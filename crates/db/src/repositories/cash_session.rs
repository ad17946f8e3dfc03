//! Cash session repository.
//!
//! Only one session may be open at a time. Closing is terminal and guarded
//! by a conditional update on the status column, so a second close racing
//! the first updates zero rows and is rejected.

use chrono::Utc;
use punto_core::cash::{
    AddCashMovementInput, CashError, CashMovementRecord, CashService, CloseSessionInput,
    ClosingResult, SessionSummary,
};
use punto_shared::types::{CashSessionId, SaleId};
use rust_decimal::Decimal;
use sea_orm::sea_query::Expr;
use sea_orm::{
    ActiveModelTrait, ColumnTrait, ConnectionTrait, DatabaseConnection, DbErr, EntityTrait,
    QueryFilter, QueryOrder, Set, TransactionTrait,
};

use crate::entities::{
    cash_closing_counts, cash_movements, cash_sessions,
    sea_orm_active_enums::CashSessionStatus,
};

/// Error types for cash session operations.
#[derive(Debug, thiserror::Error)]
pub enum CashSessionError {
    /// Business rule violation.
    #[error(transparent)]
    Cash(#[from] CashError),

    /// Database error.
    #[error("Database error: {0}")]
    Database(#[from] DbErr),
}

/// A session with its closing count lines.
#[derive(Debug, Clone)]
pub struct SessionDetail {
    /// The session row.
    pub session: cash_sessions::Model,
    /// Count lines, empty while the session is open.
    pub counts: Vec<cash_closing_counts::Model>,
}

/// Result of a close.
#[derive(Debug, Clone)]
pub struct ClosedSession {
    /// The session after the update.
    pub session: cash_sessions::Model,
    /// The reconciliation.
    pub result: ClosingResult,
}

impl From<&cash_movements::Model> for CashMovementRecord {
    fn from(model: &cash_movements::Model) -> Self {
        Self {
            movement_type: model.movement_type.into(),
            payment_method: model.payment_method.into(),
            amount: model.amount,
        }
    }
}

pub(crate) async fn find_session_in<C, E>(
    conn: &C,
    id: CashSessionId,
) -> Result<cash_sessions::Model, E>
where
    C: ConnectionTrait,
    E: From<CashError> + From<DbErr>,
{
    Ok(cash_sessions::Entity::find_by_id(id.into_inner())
        .one(conn)
        .await?
        .ok_or(CashError::SessionNotFound(id))?)
}

async fn load_movements<C: ConnectionTrait>(
    conn: &C,
    id: CashSessionId,
) -> Result<Vec<cash_movements::Model>, DbErr> {
    cash_movements::Entity::find()
        .filter(cash_movements::Column::CashSessionId.eq(id.into_inner()))
        .order_by_asc(cash_movements::Column::CreatedAt)
        .order_by_asc(cash_movements::Column::Id)
        .all(conn)
        .await
}

/// Validates and inserts a cash movement on an existing connection or transaction.
pub(crate) async fn add_movement_in<C, E>(
    conn: &C,
    session_id: CashSessionId,
    input: &AddCashMovementInput,
    sale_id: Option<SaleId>,
) -> Result<cash_movements::Model, E>
where
    C: ConnectionTrait,
    E: From<CashError> + From<DbErr>,
{
    let session = find_session_in::<_, E>(conn, session_id).await?;
    let validated = CashService::validate_movement(session_id, session.status.into(), input)?;

    let model = cash_movements::ActiveModel {
        cash_session_id: Set(session_id.into_inner()),
        movement_type: Set(validated.movement_type.into()),
        payment_method: Set(validated.payment_method.into()),
        amount: Set(validated.amount),
        concept: Set(validated.concept),
        sale_id: Set(sale_id.map(SaleId::into_inner)),
        created_at: Set(Utc::now().into()),
        ..Default::default()
    }
    .insert(conn)
    .await?;

    tracing::debug!(
        session_id = %session_id,
        movement_id = model.id,
        amount = %model.amount,
        "Cash movement added"
    );
    Ok(model)
}

/// Cash session repository.
#[derive(Debug, Clone)]
pub struct CashSessionRepository {
    db: DatabaseConnection,
}

impl CashSessionRepository {
    /// Creates a new cash session repository.
    #[must_use]
    pub const fn new(db: DatabaseConnection) -> Self {
        Self { db }
    }

    /// Opens a session with the given float.
    ///
    /// # Errors
    ///
    /// Returns `SessionAlreadyOpen` if another session is open, or a
    /// validation error.
    pub async fn open_session(
        &self,
        opening_amount: Decimal,
        opened_by: &str,
    ) -> Result<cash_sessions::Model, CashSessionError> {
        let (opening_amount, opened_by) = CashService::validate_opening(opening_amount, opened_by)?;

        let txn = self.db.begin().await?;
        if let Some(open) = Self::current_in(&txn).await? {
            return Err(CashError::SessionAlreadyOpen(CashSessionId::new(open.id)).into());
        }

        let session = cash_sessions::ActiveModel {
            status: Set(CashSessionStatus::Open),
            opening_amount: Set(opening_amount),
            opened_by: Set(opened_by),
            opened_at: Set(Utc::now().into()),
            ..Default::default()
        }
        .insert(&txn)
        .await?;
        txn.commit().await?;

        tracing::info!(
            session_id = session.id,
            opening_amount = %session.opening_amount,
            opened_by = %session.opened_by,
            "Cash session opened"
        );
        Ok(session)
    }

    async fn current_in<C: ConnectionTrait>(
        conn: &C,
    ) -> Result<Option<cash_sessions::Model>, DbErr> {
        cash_sessions::Entity::find()
            .filter(cash_sessions::Column::Status.eq(CashSessionStatus::Open))
            .order_by_desc(cash_sessions::Column::OpenedAt)
            .one(conn)
            .await
    }

    /// Returns the open session, if any.
    ///
    /// # Errors
    ///
    /// Returns an error if the database query fails.
    pub async fn current_session(&self) -> Result<Option<cash_sessions::Model>, CashSessionError> {
        Ok(Self::current_in(&self.db).await?)
    }

    /// Loads a session with its closing counts.
    ///
    /// # Errors
    ///
    /// Returns `SessionNotFound` if the session does not exist.
    pub async fn find_session(&self, id: CashSessionId) -> Result<SessionDetail, CashSessionError> {
        let session = find_session_in::<_, CashSessionError>(&self.db, id).await?;
        let counts = cash_closing_counts::Entity::find()
            .filter(cash_closing_counts::Column::CashSessionId.eq(id.into_inner()))
            .order_by_desc(cash_closing_counts::Column::Denomination)
            .all(&self.db)
            .await?;
        Ok(SessionDetail { session, counts })
    }

    /// Adds an income or expense to an open session.
    ///
    /// # Errors
    ///
    /// Returns `SessionNotFound`, `SessionNotOpen`, or a validation error.
    pub async fn add_movement(
        &self,
        session_id: CashSessionId,
        input: AddCashMovementInput,
    ) -> Result<cash_movements::Model, CashSessionError> {
        let txn = self.db.begin().await?;
        let model = add_movement_in::<_, CashSessionError>(&txn, session_id, &input, None).await?;
        txn.commit().await?;
        Ok(model)
    }

    /// Lists a session's movements in the order they were recorded.
    ///
    /// # Errors
    ///
    /// Returns `SessionNotFound` if the session does not exist.
    pub async fn list_movements(
        &self,
        session_id: CashSessionId,
    ) -> Result<Vec<cash_movements::Model>, CashSessionError> {
        find_session_in::<_, CashSessionError>(&self.db, session_id).await?;
        Ok(load_movements(&self.db, session_id).await?)
    }

    /// Per-payment-method breakdown and expected cash.
    ///
    /// # Errors
    ///
    /// Returns `SessionNotFound` if the session does not exist.
    pub async fn summary(
        &self,
        session_id: CashSessionId,
    ) -> Result<SessionSummary, CashSessionError> {
        let session = find_session_in::<_, CashSessionError>(&self.db, session_id).await?;
        let movements = load_movements(&self.db, session_id).await?;
        let records: Vec<CashMovementRecord> =
            movements.iter().map(CashMovementRecord::from).collect();
        Ok(CashService::summarize(session.opening_amount, &records))
    }

    /// Closes a session against its physical count.
    ///
    /// # Errors
    ///
    /// Returns `SessionNotFound`, `SessionAlreadyClosed`, or a validation
    /// error for the count.
    pub async fn close_session(
        &self,
        session_id: CashSessionId,
        input: CloseSessionInput,
    ) -> Result<ClosedSession, CashSessionError> {
        let txn = self.db.begin().await?;

        let session = find_session_in::<_, CashSessionError>(&txn, session_id).await?;
        let movements = load_movements(&txn, session_id).await?;
        let records: Vec<CashMovementRecord> =
            movements.iter().map(CashMovementRecord::from).collect();
        let result = CashService::close(
            session_id,
            session.status.into(),
            session.opening_amount,
            &records,
            &input,
        )?;

        let now: chrono::DateTime<chrono::FixedOffset> = Utc::now().into();
        let updated = cash_sessions::Entity::update_many()
            .col_expr(cash_sessions::Column::Status, Expr::value(CashSessionStatus::Closed))
            .col_expr(cash_sessions::Column::ClosedAt, Expr::value(now))
            .col_expr(cash_sessions::Column::CountedBy, Expr::value(result.counted_by.clone()))
            .col_expr(cash_sessions::Column::Notes, Expr::value(result.notes.clone()))
            .col_expr(
                cash_sessions::Column::SystemSalesTotal,
                Expr::value(result.summary.system_sales_total),
            )
            .col_expr(
                cash_sessions::Column::SystemExpensesTotal,
                Expr::value(result.summary.system_expenses_total),
            )
            .col_expr(
                cash_sessions::Column::ExpectedCash,
                Expr::value(result.summary.expected_cash),
            )
            .col_expr(cash_sessions::Column::CountedCash, Expr::value(result.counted_cash))
            .col_expr(cash_sessions::Column::Difference, Expr::value(result.difference))
            .filter(cash_sessions::Column::Id.eq(session_id.into_inner()))
            .filter(cash_sessions::Column::Status.eq(CashSessionStatus::Open))
            .exec(&txn)
            .await?;

        if updated.rows_affected == 0 {
            return Err(CashError::SessionAlreadyClosed(session_id).into());
        }

        for count in &result.counts {
            cash_closing_counts::ActiveModel {
                cash_session_id: Set(session_id.into_inner()),
                denomination: Set(count.denomination),
                quantity: Set(i64::from(count.quantity)),
                ..Default::default()
            }
            .insert(&txn)
            .await?;
        }

        let session = find_session_in::<_, CashSessionError>(&txn, session_id).await?;
        txn.commit().await?;

        if result.difference.is_zero() {
            tracing::info!(session_id = %session_id, "Cash session closed, drawer balanced");
        } else {
            tracing::warn!(
                session_id = %session_id,
                expected = %result.summary.expected_cash,
                counted = %result.counted_cash,
                difference = %result.difference,
                "Cash session closed with difference"
            );
        }

        Ok(ClosedSession { session, result })
    }
}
· · ·
Instructions for the task: Look through the entries above. Extract each line with the word "SessionAlreadyClosed".

Solution:
    /// Returns `SessionNotFound`, `SessionAlreadyClosed`, or a validation
            return Err(CashError::SessionAlreadyClosed(session_id).into());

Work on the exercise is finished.